◆ **To do**: Write out exactly the first lines of the listing, ending on the line that contains "let client = reqwest::Client::builder()".

[Dataset extract — start]

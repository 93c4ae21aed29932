use std::future::IntoFuture;
use std::time::Duration;

use alloy::consensus::{SignableTransaction, TxEip1559, TxEnvelope};
use alloy::eips::BlockNumberOrTag;
use alloy::eips::eip2718::Encodable2718;
use alloy::primitives::{Address, Bytes, TxHash, TxKind};
use alloy::providers::{Provider, RootProvider};
use alloy::rpc::client::RpcClient;
use alloy::signers::SignerSync;
use alloy::transports::http::Http;
use async_trait::async_trait;
use tokio_util::sync::CancellationToken;
use tracing::debug;
use url::Url;

use super::auth::TransactionAuth;
use super::error::{ChainError, ChainResult};
use super::network::Network;
use super::{ChainRpc, ReceiptSummary, cancellable};

/// 启动阶段连接节点的超时时间。
pub const DIAL_TIMEOUT: Duration = Duration::from_secs(15);
const RPC_TIMEOUT: Duration = Duration::from_secs(20);
const RPC_CONNECT_TIMEOUT: Duration = Duration::from_secs(5);

/// 绑定单个网络的 RPC 会话，进程生命周期内只创建一次。
#[derive(Clone)]
pub struct ChainConnection {
    network: Network,
    endpoint: String,
    provider: RootProvider,
}

impl ChainConnection {
    pub fn new(network: Network, rpc_url: &str) -> ChainResult<Self> {
        let url: Url = rpc_url.trim().parse().map_err(|err: url::ParseError| {
            ChainError::InvalidUrl {
                url: redact(rpc_url),
                reason: err.to_string(),
            }
        })?;
        let client = reqwest::Client::builder()
            .timeout(RPC_TIMEOUT)
            .connect_timeout(RPC_CONNECT_TIMEOUT)
            .build()
            .map_err(|err| ChainError::Connect {
                network,
                reason: err.to_string(),
            })?;

        let endpoint = redact(url.as_str());
        let http = Http::with_client(client, url);
        let provider = RootProvider::new(RpcClient::new(http, false));

        Ok(Self {
            network,
            endpoint,
            provider,
        })
    }

    /// 建立连接并以 `eth_chainId` 验证节点可用。
    pub async fn connect(network: Network, rpc_url: &str) -> ChainResult<(Self, u64)> {
        let connection = Self::new(network, rpc_url)?;
        let chain_id = tokio::time::timeout(
            DIAL_TIMEOUT,
            connection.provider.get_chain_id().into_future(),
        )
            .await
            .map_err(|_| ChainError::Connect {
                network,
                reason: format!("no response within {}s", DIAL_TIMEOUT.as_secs()),
            })??;
        Ok((connection, chain_id))
    }

    pub fn endpoint(&self) -> &str {
        &self.endpoint
    }

    pub fn provider(&self) -> &RootProvider {
        &self.provider
    }

    /// 用 `auth` 中的参数签名 EIP-1559 交易并广播，返回交易哈希。
    pub async fn submit(
        &self,
        auth: &TransactionAuth,
        to: Address,
        input: Bytes,
    ) -> ChainResult<TxHash> {
        let tx = TxEip1559 {
            chain_id: auth.chain_id,
            nonce: auth.nonce(),
            gas_limit: auth.gas_limit,
            max_fee_per_gas: auth.gas_fee_cap,
            max_priority_fee_per_gas: auth.gas_tip_cap,
            to: TxKind::Call(to),
            value: auth.value,
            access_list: Default::default(),
            input,
        };
        let signature = auth.signer.sign_hash_sync(&tx.signature_hash())?;
        let signed = tx.into_signed(signature);
        let tx_hash = *signed.hash();
        let raw = TxEnvelope::Eip1559(signed).encoded_2718();

        cancellable(&auth.cancel, self.provider.send_raw_transaction(&raw)).await?;
        debug!(
            target: "chain::submit",
            network = %self.network,
            to = %to,
            nonce = auth.nonce(),
            tx_hash = %tx_hash,
            "交易已广播"
        );
        Ok(tx_hash)
    }
}

#[async_trait]
impl ChainRpc for ChainConnection {
    fn network(&self) -> Network {
        self.network
    }

    async fn chain_id(&self, cancel: &CancellationToken) -> ChainResult<u64> {
        cancellable(cancel, self.provider.get_chain_id().into_future()).await
    }

    async fn pending_nonce(
        &self,
        account: Address,
        cancel: &CancellationToken,
    ) -> ChainResult<u64> {
        cancellable(
            cancel,
            self.provider
                .get_transaction_count(account)
                .pending()
                .into_future(),
        )
        .await
    }

    async fn suggest_tip_cap(&self, cancel: &CancellationToken) -> ChainResult<u128> {
        cancellable(
            cancel,
            self.provider.get_max_priority_fee_per_gas().into_future(),
        )
        .await
    }

    async fn latest_base_fee(&self, cancel: &CancellationToken) -> ChainResult<Option<u128>> {
        let block = cancellable(
            cancel,
            self.provider
                .get_block_by_number(BlockNumberOrTag::Latest)
                .into_future(),
        )
        .await?
        .ok_or(ChainError::MissingBlock("latest"))?;
        Ok(block.header.base_fee_per_gas.map(u128::from))
    }

    async fn receipt(
        &self,
        tx_hash: TxHash,
        cancel: &CancellationToken,
    ) -> ChainResult<Option<ReceiptSummary>> {
        let receipt = cancellable(
            cancel,
            self.provider.get_transaction_receipt(tx_hash).into_future(),
        )
        .await?;
        Ok(receipt.map(|receipt| ReceiptSummary {
            success: receipt.status(),
            block_number: receipt.block_number,
            gas_used: u64::try_from(receipt.gas_used).unwrap_or(u64::MAX),
        }))
    }
}

/// 去掉路径与查询参数，避免 API key 出现在日志中。
fn redact(raw: &str) -> String {
    match Url::parse(raw.trim()) {
        Ok(url) => match url.host_str() {
            Some(host) => format!("{}://{}", url.scheme(), host),
            None => url.scheme().to_string(),
        },
        Err(_) => "<invalid>".to_string(),
    }
}
use std::sync::Arc;

use alloy::primitives::{Address, Bytes, TxHash, U256};
use alloy::sol_types::SolCall;
use async_trait::async_trait;
use tokio_util::sync::CancellationToken;

use super::Erc20Token;
use super::contracts::IERC20;
use crate::chain::{ChainConnection, ChainResult, TransactionAuth, cancellable};

#[derive(Clone)]
pub struct AlloyErc20 {
    connection: Arc<ChainConnection>,
}

impl AlloyErc20 {
    pub fn new(connection: Arc<ChainConnection>) -> Self {
        Self { connection }
    }
}

#[async_trait]
impl Erc20Token for AlloyErc20 {
    async fn allowance(
        &self,
        token: Address,
        owner: Address,
        spender: Address,
        cancel: &CancellationToken,
    ) -> ChainResult<U256> {
        let contract = IERC20::new(token, self.connection.provider().clone());
        let call = contract.allowance(owner, spender);
        cancellable(cancel, async { call.call().await }).await
    }

    async fn approve(
        &self,
        token: Address,
        spender: Address,
        amount: U256,
        auth: &TransactionAuth,
    ) -> ChainResult<TxHash> {
        let input = IERC20::approveCall { spender, amount }.abi_encode();
        self.connection
            .submit(auth, token, Bytes::from(input))
            .await
    }
}
use std::collections::BTreeMap;
use std::sync::Arc;
use std::time::Duration;

use alloy::primitives::U256;
use tokio_util::sync::CancellationToken;

use super::*;
use crate::engine::testing::*;
use crate::engine::{
    AllowanceManager, ConcentratedOrchestrator, ConstantProductOrchestrator, EngineError,
    ExecutionSettings, SwapStatus, TxParamsBuilder, codes,
};

struct Fixture {
    service: QuoteSwapService,
    v2: Arc<MockV2Router>,
    v3: Arc<MockV3Router>,
    token: Arc<MockErc20>,
}

fn fixture(default_recipient: Option<Address>) -> Fixture {
    let rpc = Arc::new(MockRpc::new(56));
    let params = Arc::new(params_for(rpc));
    let token = Arc::new(MockErc20::with_allowance(U256::MAX));
    let v2 = Arc::new(MockV2Router::returning(vec![U256::from(100u64), U256::from(250u64)]));
    let v3 = Arc::new(MockV3Router::new([(500, U256::from(260u64))]));
    v3.accept_swaps_on([500]);

    let allowance = |params: &Arc<TxParamsBuilder>| {
        AllowanceManager::new(token.clone(), Arc::clone(params), fast_policy())
    };

    let mut orchestrators = BTreeMap::new();
    orchestrators.insert(
        (Network::Bsc, DexVersion::V2),
        Arc::new(SwapOrchestrator::ConstantProduct(ConstantProductOrchestrator::new(
            Network::Bsc,
            v2.clone(),
            allowance(&params),
            Arc::clone(&params),
            ExecutionSettings::default(),
        ))),
    );
    orchestrators.insert(
        (Network::Bsc, DexVersion::V3),
        Arc::new(SwapOrchestrator::Concentrated(ConcentratedOrchestrator::new(
            Network::Bsc,
            v3.clone(),
            allowance(&params),
            Arc::clone(&params),
            ExecutionSettings::default(),
        ))),
    );

    Fixture {
        service: QuoteSwapService::new(
            orchestrators,
            default_recipient,
            CancellationToken::new(),
            Duration::from_secs(5),
        ),
        v2,
        v3,
        token,
    }
}

fn quote_request(dex: &str, chain: &str) -> GetQuoteRequest {
    GetQuoteRequest {
        token_in: TOKEN_A.to_string(),
        token_out: TOKEN_B.to_string(),
        amount: 100,
        slippage_bps: 50,
        dex: dex.to_string(),
        chain: chain.to_string(),
    }
}

fn swap_request(dex: &str, chain: &str, recipient: Option<&str>) -> ExecuteSwapRequest {
    ExecuteSwapRequest {
        quote: WireQuote {
            token_in: TOKEN_A.to_string(),
            token_out: TOKEN_B.to_string(),
            amount_in: "100".to_string(),
            amount_out: "250".to_string(),
            slippage_bps: 50,
            dex: dex.to_string(),
            chain: chain.to_string(),
            fee_tier: None,
        },
        recipient_address: recipient.map(str::to_string),
    }
}

#[tokio::test]
async fn routes_quote_to_matching_orchestrator() {
    let fixture = fixture(None);
    let quote = fixture
        .service
        .get_quote(quote_request("v2", "bsc"))
        .await
        .expect("quote");
    assert_eq!(quote.amount_out, U256::from(250u64));
    assert_eq!(fixture.v2.quote_calls().len(), 1);
    assert!(fixture.v3.quoted_tiers().is_empty());
}

#[tokio::test]
async fn unknown_chain_never_reaches_an_orchestrator() {
    let fixture = fixture(None);
    let err = fixture
        .service
        .get_quote(quote_request("v3", "solana"))
        .await
        .unwrap_err();
    assert_eq!(err.to_string(), "no service found for chain: solana");
    assert_eq!(err.code(), codes::INVALID_REQUEST);
    assert!(fixture.v3.quoted_tiers().is_empty());
    assert!(fixture.v2.quote_calls().is_empty());
}

#[tokio::test]
async fn known_but_unconnected_chain_is_reported_as_missing_service() {
    let fixture = fixture(None);
    let err = fixture
        .service
        .get_quote(quote_request("v2", "eth"))
        .await
        .unwrap_err();
    assert_eq!(err.to_string(), "no service found for chain: eth");
}

#[tokio::test]
async fn dex_is_validated_before_chain() {
    let fixture = fixture(None);
    let err = fixture
        .service
        .get_quote(quote_request("v9", "solana"))
        .await
        .unwrap_err();
    assert_eq!(err.to_string(), "unsupported dex version: v9");
}

#[tokio::test]
async fn malformed_token_address_is_a_client_error() {
    let fixture = fixture(None);
    let mut request = quote_request("v2", "bsc");
    request.token_in = "cake".to_string();
    let err = fixture.service.get_quote(request).await.unwrap_err();
    assert!(err.is_client_error());
    assert!(fixture.v2.quote_calls().is_empty());
}

#[tokio::test]
async fn swap_uses_default_recipient_when_absent() {
    let fixture = fixture(Some(RECIPIENT));
    let result = fixture
        .service
        .execute_swap(swap_request("v3", "bsc", None))
        .await
        .expect("swap");
    assert_eq!(result.status, SwapStatus::Pending);
    let submissions = fixture.v3.submissions();
    assert_eq!(submissions.len(), 1);
    assert_eq!(submissions[0].0.recipient, RECIPIENT);
    assert_eq!(submissions[0].0.amount_in, U256::from(100u64));
    assert_eq!(submissions[0].0.amount_out_minimum, U256::from(250u64));
}

#[tokio::test]
async fn explicit_recipient_overrides_default() {
    let fixture = fixture(Some(RECIPIENT));
    let explicit = Address::repeat_byte(0x77);
    fixture
        .service
        .execute_swap(swap_request("v2", "bsc", Some(&explicit.to_string())))
        .await
        .expect("swap");
    assert_eq!(fixture.v2.swaps()[0].0.to, explicit);
}

#[tokio::test]
async fn swap_without_any_recipient_is_rejected() {
    let fixture = fixture(None);
    let err = fixture
        .service
        .execute_swap(swap_request("v2", "bsc", None))
        .await
        .unwrap_err();
    assert!(err.is_client_error());
    assert!(fixture.v2.swaps().is_empty());
    assert!(fixture.token.allowance_reads().is_empty());
}

#[tokio::test]
async fn swap_with_unknown_chain_is_rejected_before_dispatch() {
    let fixture = fixture(Some(RECIPIENT));
    let err = fixture
        .service
        .execute_swap(swap_request("v3", "polygon", None))
        .await
        .unwrap_err();
    assert_eq!(err.to_string(), "no service found for chain: polygon");
    assert!(fixture.v3.submissions().is_empty());
}

#[tokio::test]
async fn shutdown_cancels_in_flight_requests() {
    let fixture = fixture(None);
    let shutdown = CancellationToken::new();
    shutdown.cancel();
    let service = QuoteSwapService::new(
        fixture.service.orchestrators.clone(),
        None,
        shutdown,
        Duration::from_secs(5),
    );
    let err = service
        .get_quote(quote_request("v3", "bsc"))
        .await
        .unwrap_err();
    assert!(matches!(err, ServiceError::Engine(EngineError::Cancelled)));
}

#[test]
fn routes_list_registered_pairs() {
    let fixture = fixture(None);
    assert_eq!(
        fixture.service.routes(),
        vec![(Network::Bsc, DexVersion::V2), (Network::Bsc, DexVersion::V3)]
    );
}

[Dataset extract — finish]

◆ **Result of the exercise**:
repository 93c4ae21aed29932
use std::future::IntoFuture;
use std::time::Duration;

use alloy::consensus::{SignableTransaction, TxEip1559, TxEnvelope};
use alloy::eips::BlockNumberOrTag;
use alloy::eips::eip2718::Encodable2718;
use alloy::primitives::{Address, Bytes, TxHash, TxKind};
use alloy::providers::{Provider, RootProvider};
use alloy::rpc::client::RpcClient;
use alloy::signers::SignerSync;
use alloy::transports::http::Http;
use async_trait::async_trait;
use tokio_util::sync::CancellationToken;
use tracing::debug;
use url::Url;

use super::auth::TransactionAuth;
use super::error::{ChainError, ChainResult};
use super::network::Network;
use super::{ChainRpc, ReceiptSummary, cancellable};

/// 启动阶段连接节点的超时时间。
pub const DIAL_TIMEOUT: Duration = Duration::from_secs(15);
const RPC_TIMEOUT: Duration = Duration::from_secs(20);
const RPC_CONNECT_TIMEOUT: Duration = Duration::from_secs(5);

/// 绑定单个网络的 RPC 会话，进程生命周期内只创建一次。
#[derive(Clone)]
pub struct ChainConnection {
    network: Network,
    endpoint: String,
    provider: RootProvider,
}

impl ChainConnection {
    pub fn new(network: Network, rpc_url: &str) -> ChainResult<Self> {
        let url: Url = rpc_url.trim().parse().map_err(|err: url::ParseError| {
            ChainError::InvalidUrl {
                url: redact(rpc_url),
                reason: err.to_string(),
            }
        })?;
        let client = reqwest::Client::builder()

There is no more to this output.